**GOAL OF THE EXERCISE**
The answer must be every line from the entries below that contains "backoff".

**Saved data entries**

--------------------

impl ServiceManager {
    pub fn builder() -> ManagerBuilder {
        ManagerBuilder::new()
    }

    /// Process-unique identifier, distinct for every constructed manager.
    pub fn id(&self) -> u64 {
        self.id
    }

    pub fn project(&self) -> &str {
        &self.spec.project
    }

    pub fn base_url(&self) -> &str {
        &self.base_url
    }

    pub fn spec(&self) -> &ServiceSpec {
        &self.spec
    }

    pub fn backend_name(&self) -> &str {
        self.backend.name()
    }

    pub fn registry(&self) -> &dyn ScriptRegistry {
        self.client.registry()
    }

    /// Host tools the backend needs that are missing, regardless of `skip_prereqs`.
    pub fn missing_prereqs(&self) -> Vec<MissingPrereq> {
        self.backend.missing_prereqs()
    }

    pub fn lock_dir(&self) -> &Path {
        &self.lock_dir
    }

    pub fn state(&self) -> ManagerState {
        *self.state.read().unwrap_or_else(PoisonError::into_inner)
    }

    pub fn is_ready(&self) -> bool {
        self.state() == ManagerState::Ready
    }

    pub fn is_closed(&self) -> bool {
        self.state() == ManagerState::Closed
    }

    /// Start the service and wait until it answers, following its logs.
    ///
    /// On a manager that is already `Ready` this re-checks the backend and
    /// attaches when it still runs, restarting it otherwise.
    pub fn init(&self, ctx: &Context) -> Result<(), CoreError> {
        self.start_service(ctx, false)
    }

    /// Like [`init`](Self::init) without pull progress or log forwarding.
    pub fn init_quiet(&self, ctx: &Context) -> Result<(), CoreError> {
        self.start_service(ctx, true)
    }

    /// Tear the project down and rebuild it.
    ///
    /// With `force_pull_latest` the compose checkout is refreshed and the
    /// newest images are pulled first.
    pub fn recreate(&self, ctx: &Context, force_pull_latest: bool) -> Result<(), CoreError> {
        let mut op = self.lock_op(ctx)?;
        self.ensure_open()?;
        self.check_prereqs()?;
        let _lock = ProjectLock::acquire(&self.lock_dir, &self.spec.project, ctx)?;

        info!(
            "recreating project {}{}",
            self.spec.project,
            if force_pull_latest { " with latest images" } else { "" }
        );
        op.follower = None;
        self.transition(ManagerState::Initializing)?;
        let result = self.rebuild(ctx, force_pull_latest);
        self.finish_start(&mut op, result, false)
    }

    /// Download the service images, retrying with linear backoff.
    pub fn pull_images(&self, ctx: &Context) -> Result<(), CoreError> {
        let _op = self.lock_op(ctx)?;
        self.ensure_open()?;
        self.check_prereqs()?;
        let _lock = ProjectLock::acquire(&self.lock_dir, &self.spec.project, ctx)?;

        self.backend.prepare(&self.spec, false, ctx)?;
        self.pull_with_retries(ctx)
    }

    /// Halt the service. From `Created` this still stops any instance left
    /// running under the same project identity.
    pub fn stop(&self, ctx: &Context) -> Result<(), CoreError> {
        let mut op = self.lock_op(ctx)?;
        self.ensure_open()?;
        let _lock = ProjectLock::acquire(&self.lock_dir, &self.spec.project, ctx)?;

        self.backend.stop(&self.spec, ctx)?;
        op.follower = None;
        if self.state() == ManagerState::Ready {
            self.transition(ManagerState::Created)?;
        }
        info!("stopped project {}", self.spec.project);
        Ok(())
    }

    /// Stop the service if this manager started it and mark the manager closed.
    ///
    /// The manager is closed even when stopping fails; that error is returned
    /// once and later calls are no-ops.
    pub fn close(&self) -> Result<(), CoreError> {
        let mut op = self.op.lock().unwrap_or_else(PoisonError::into_inner);
        let state = self.state();
        if state == ManagerState::Closed {
            return Ok(());
        }

        op.follower = None;
        let result = if state == ManagerState::Ready {
            let ctx = Context::background().with_timeout(CLOSE_TIMEOUT);
            self.backend
                .stop(&self.spec, &ctx)
                .map_err(CoreError::from)
        } else {
            Ok(())
        };

        *self.state.write().unwrap_or_else(PoisonError::into_inner) = ManagerState::Closed;
        match &result {
            Ok(()) => info!("closed manager for project {}", self.spec.project),
            Err(e) => warn!(
                "closed manager for project {} but stopping failed: {e}",
                self.spec.project
            ),
        }
        result
    }

    pub fn status(&self, ctx: &Context) -> Result<ServiceStatus, CoreError> {
        self.ensure_open()?;
        Ok(self.backend.status(&self.spec, ctx)?)
    }

    /// The last `tail` lines of container output; `0` returns everything.
    pub fn logs(&self, ctx: &Context, tail: usize) -> Result<String, CoreError> {
        self.ensure_open()?;
        Ok(self.backend.logs(&self.spec, tail, ctx)?)
    }

    /// Validate a transliteration request against the registry. Needs no
    /// running service.
    pub fn validate_request(
        &self,
        text: &str,
        from: Option<&Script>,
        to: &Script,
    ) -> Result<(), CoreError> {
        self.client.validate(text, from, to)
    }

    /// Transliterate `text` into `to`. Without `from` the service detects
    /// the source script.
    pub fn translit(
        &self,
        ctx: &Context,
        text: &str,
        from: Option<&Script>,
        to: &Script,
        opts: &TranslitOptions,
    ) -> Result<String, CoreError> {
        self.ensure_ready()?;
        self.client
            .transliterate(ctx, &self.base_url, text, from, to, opts)
    }

    /// Romanize `text` written in the primary script of `language_code`.
    pub fn roman(
        &self,
        ctx: &Context,
        text: &str,
        language_code: &str,
        opts: &TranslitOptions,
    ) -> Result<String, CoreError> {
        self.ensure_ready()?;
        self.client
            .romanize(ctx, &self.base_url, text, language_code, opts)
    }

    fn start_service(&self, ctx: &Context, quiet: bool) -> Result<(), CoreError> {
        let mut op = self.lock_op(ctx)?;
        match self.state() {
            ManagerState::Closed => return Err(CoreError::AlreadyClosed),
            ManagerState::Ready => {
                if self.backend.status(&self.spec, ctx)?.running {
                    debug!("project {} already running, attaching", self.spec.project);
                    return Ok(());
                }
                warn!(
                    "project {} is no longer running, starting it again",
                    self.spec.project
                );
            }
            ManagerState::Created | ManagerState::Initializing => {}
        }

        self.check_prereqs()?;
        let _lock = ProjectLock::acquire(&self.lock_dir, &self.spec.project, ctx)?;

        info!(
            "starting project {} via {}",
            self.spec.project,
            self.backend.name()
        );
        op.follower = None;
        self.transition(ManagerState::Initializing)?;
        let opts = StartOptions {
            build: false,
            pull_latest: false,
            quiet,
        };
        let result = self.bring_up(ctx, opts);
        self.finish_start(&mut op, result, quiet)
    }

    fn rebuild(&self, ctx: &Context, force_pull_latest: bool) -> Result<(), CoreError> {
        self.backend.remove(&self.spec, ctx)?;
        self.backend.prepare(&self.spec, force_pull_latest, ctx)?;
        if force_pull_latest {
            self.pull_with_retries(ctx)?;
        }
        let opts = StartOptions {
            build: true,
            pull_latest: force_pull_latest,
            quiet: false,
        };
        self.backend.start(&self.spec, opts, ctx)?;
        self.backend
            .wait_ready(&self.spec, self.init_timeout, ctx)?;
        Ok(())
    }

    fn bring_up(&self, ctx: &Context, opts: StartOptions) -> Result<(), CoreError> {
        self.backend.prepare(&self.spec, false, ctx)?;
        self.backend.start(&self.spec, opts, ctx)?;
        self.backend
            .wait_ready(&self.spec, self.init_timeout, ctx)?;
        Ok(())
    }

    /// Settle the state after a start attempt: `Ready` on success, otherwise
    /// a best-effort stop and back to `Created` so the call can be retried.
    fn finish_start(
        &self,
        op: &mut OpState,
        result: Result<(), CoreError>,
        quiet: bool,
    ) -> Result<(), CoreError> {
        match result {
            Ok(()) => {
                self.transition(ManagerState::Ready)?;
                info!("project {} ready at {}", self.spec.project, self.base_url);
                if !quiet {
                    op.follower = self.backend.follow_logs(&self.spec);
                }
                Ok(())
            }
            Err(e) => {
                warn!("starting project {} failed: {e}", self.spec.project);
                let cleanup = Context::background().with_timeout(CLEANUP_TIMEOUT);
                if let Err(stop_err) = self.backend.stop(&self.spec, &cleanup) {
                    warn!("cleanup after failed start also failed: {stop_err}");
                }
                self.transition(ManagerState::Created)?;
                Err(e)
            }
        }
    }

    fn pull_with_retries(&self, ctx: &Context) -> Result<(), CoreError> {
        let attempts = self.pull_retries.max(1);
        let mut attempt = 1;
        loop {
            match self
                .backend
                .pull(&self.spec, self.progress.as_ref(), ctx)
            {
                Ok(()) => {
                    info!("pulled images for project {}", self.spec.project);
                    return Ok(());
                }
                Err(RuntimeError::Canceled(reason)) => return Err(CoreError::Canceled(reason)),
                Err(e) if attempt < attempts => {
                    let backoff = self.pull_backoff * attempt;
                    warn!("pull attempt {attempt}/{attempts} failed: {e}; retrying in {backoff:?}");
                    ctx.sleep(backoff)?;
                    attempt += 1;
                }
                Err(e) => return Err(e.into()),
            }
        }
    }

    fn check_prereqs(&self) -> Result<(), CoreError> {
        if self.skip_prereqs {
            return Ok(());
        }
        let missing = self.backend.missing_prereqs();
        if missing.is_empty() {
            Ok(())
        } else {
            Err(CoreError::MissingPrereqs(format_missing(&missing)))
        }
    }

    fn transition(&self, to: ManagerState) -> Result<(), CoreError> {
        let mut state = self.state.write().unwrap_or_else(PoisonError::into_inner);
        validate_transition(*state, to)?;
        debug!("manager {}: {} -> {to}", self.id, *state);
        *state = to;
        Ok(())
    }

    fn ensure_open(&self) -> Result<(), CoreError> {
        if self.is_closed() {
            Err(CoreError::AlreadyClosed)
        } else {
            Ok(())
        }
    }

    fn ensure_ready(&self) -> Result<(), CoreError> {
        match self.state() {
            ManagerState::Ready => Ok(()),
            ManagerState::Closed => Err(CoreError::AlreadyClosed),
            ManagerState::Created | ManagerState::Initializing => Err(CoreError::NotInitialized),
        }
    }

    fn lock_op(&self, ctx: &Context) -> Result<MutexGuard<'_, OpState>, CoreError> {
        loop {
            match self.op.try_lock() {
                Ok(guard) => return Ok(guard),
                Err(TryLockError::Poisoned(poisoned)) => return Ok(poisoned.into_inner()),
                Err(TryLockError::WouldBlock) => ctx.sleep(POLL_INTERVAL)?,
            }
        }
    }
}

--------------------

**RESPONSE**
    /// Download the service images, retrying with linear backoff.
                    let backoff = self.pull_backoff * attempt;
                    warn!("pull attempt {attempt}/{attempts} failed: {e}; retrying in {backoff:?}");
                    ctx.sleep(backoff)?;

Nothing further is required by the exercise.